Well, hold up a few seconds, in fact, make it 15 minutes or more.
Why? Well, I can’t tell you never to get into an argument with your spouse because this can’t totally be stopped but, I can teach you how to handle arguments.
If you disagree with yourselves and you need to stand up for something you believe is important and worth discussing with your spouse, then do it.
But before you do, wait at least 15 minutes. Don’t do anything special in that time–other than avoid talking about the problem with your spouse–before you begin the discussion. This point is very crucial because I have seen this lack of control has led many to undesired endings of a situation.
That 15 minutes would have given you enough time to reflect on the issue and decide it’s not worth fighting over.
If you still decide to argue, that time will help you cool down and let the emotions settle so you can start the discussion in a more civilized manner and it will stop the situation from escalating.
Simple tactics like this one can actually prevent a divorce even before it starts. Trust me on this.
Technique #2: Take a time-out
If you find yourself already in a heated argument with your spouse, then the 15-minute rule may already be too late. … but, you can still take action to make sure the fight doesn’t continue to grow.

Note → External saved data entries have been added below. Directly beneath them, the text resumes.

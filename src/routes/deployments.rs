use axum::extract::{Path, State};
use axum::http::StatusCode;
use axum::response::sse::{Event, KeepAlive, Sse};
use axum::routing::{delete, get, post};
use axum::{Json, Router};
use futures::Stream;
use serde::Serialize;
use tokio_stream::wrappers::errors::BroadcastStreamRecvError;
use tokio_stream::wrappers::BroadcastStream;
use tokio_stream::StreamExt;

use crate::error::{map_manager_error, AppError};
use crate::services::deployments::{
    HostIdentity, ProgressEvent, ProgressUpdate, RunInfo, RunPlan, RunStatus,
};
use crate::state::AppState;

pub fn router() -> Router<AppState> {
    Router::new()
        .route("/deployments/runs", post(start_run).delete(reset_runs))
        .route("/deployments/runs/cancel", post(cancel_run))
        .route("/deployments/progress", get(list_progress))
        .route("/deployments/progress/stream", get(stream_progress))
        .route("/deployments/hosts/{host}", delete(drop_host))
        .route("/deployments/status", get(run_status))
}

#[derive(Debug, Serialize)]
pub(crate) struct CancelResponse {
    cancelled: bool,
}

pub(crate) async fn start_run(
    State(state): State<AppState>,
    Json(plan): Json<RunPlan>,
) -> Result<Json<RunInfo>, (StatusCode, String)> {
    let info = state
        .deployments
        .start_run(plan)
        .await
        .map_err(map_manager_error)?;
    Ok(Json(info))
}

pub(crate) async fn cancel_run(State(state): State<AppState>) -> Json<CancelResponse> {
    Json(CancelResponse {
        cancelled: state.deployments.cancel_run().await,
    })
}

pub(crate) async fn reset_runs(State(state): State<AppState>) -> StatusCode {
    state.deployments.reset().await;
    StatusCode::NO_CONTENT
}

pub(crate) async fn list_progress(State(state): State<AppState>) -> Json<Vec<ProgressUpdate>> {
    Json(state.deployments.progress())
}

/// Replays the current snapshot, then follows live progress events.
pub(crate) async fn stream_progress(
    State(state): State<AppState>,
) -> Sse<impl Stream<Item = Result<Event, axum::Error>>> {
    let receiver = state.deployments.watch();
    let snapshot: Vec<ProgressEvent> = state
        .deployments
        .progress()
        .into_iter()
        .map(ProgressEvent::Updated)
        .collect();
    let live = BroadcastStream::new(receiver).filter_map(|item| match item {
        Ok(event) => Some(event),
        Err(BroadcastStreamRecvError::Lagged(skipped)) => {
            tracing::warn!(skipped, "progress stream lagged; events dropped");
            None
        }
    });
    let stream = tokio_stream::iter(snapshot)
        .chain(live)
        .map(|event| Event::default().event("progress").json_data(&event));
    Sse::new(stream).keep_alive(KeepAlive::default())
}

pub(crate) async fn drop_host(
    State(state): State<AppState>,
    Path(host): Path<String>,
) -> Result<StatusCode, (StatusCode, String)> {
    let removed = state
        .deployments
        .drop_host(&HostIdentity::new(host.as_str()))
        .await
        .map_err(map_manager_error)?;
    if !removed {
        let message = format!("No progress recorded for host {}", host.trim());
        return Err(AppError::not_found(message).into());
    }
    Ok(StatusCode::NO_CONTENT)
}

pub(crate) async fn run_status(State(state): State<AppState>) -> Json<RunStatus> {
    Json(state.deployments.status().await)
}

If you’re worried that you or your spouse is going to get out of control, then you really must find a way to stop this from happening.
A time-out is a great solution to this problem.
This simply means that you need to take a short break during a fight to calm your nerves.
Don’t just simply walk out of the room without explanation–that is likely to make your partner angrier.
Instead, tell them that you need to take a few minutes to think about things and calm down before re-engaging in a more respectful, productive discussion. This can help both of you to feel more calm.
Technique #3: Go to bed angry
The classic advice–that you should never go to bed angry at your spouse–is just not always true.
I have seen that sometimes; it is even better to go to bed angry. This allows partners to clear their thoughts, get some sleep, and find another time to complete the fight.
Technique #4: Own up to your part of the fight
Hate being wrong? Too proud to admit you might also be part of the problem?
I understand that it can be very tough to admit that you’re wrong about anything. When you’re in a heated argument, sometimes it’s easy to lose sight of the bigger picture or start focusing only on “winning” rather than the real issue at hand… or the effect the argument might have on your partner’s feelings.
Two things are known to derail fights. First is admitting to your faults and the second is expressing empathy towards your partner. Though for some, I know it is easier said than done.
Sadly, researchers have proven that the feeling of “being right” or ‘winning’ is never as satisfying as you make it out to be in your mind. And trying to win the argument is often a synonym for trying to hurt your partner.
Instead of trying to win arguments with your spouse, try instead to focus on seeing things from your partner’s perspective.
Aim to come to a positive outcome of some sort, even if that means you need to swallow your pride and “lose.” when it’s necessary to maintain harmony in your marriage–is definitely going to help.
Technique #5: Find the humour
As I just mentioned, it’s easy to lose yourself in the heat of the moment when you’re arguing with your significant other, and at times, things can escalate and become toxic, marriage-threatening fights, even if they initially started over something very minor.
If you’re able to recognize when this is happening in an argument with your partner, humor can be the best way to defuse things and bring back some perspective.
NOTE: you need to be cautious using this method especially when the discussion is about something very serious to your partner. Do not try to downplay it. But most times, a joke, or smile can make some situations better.
Technique #6: Spend quality time together
This does not need much explanation, because it’s pretty simple. The more you and your spouse spend time arguing, the more you need to spend quality, enjoyable time together to balance things out.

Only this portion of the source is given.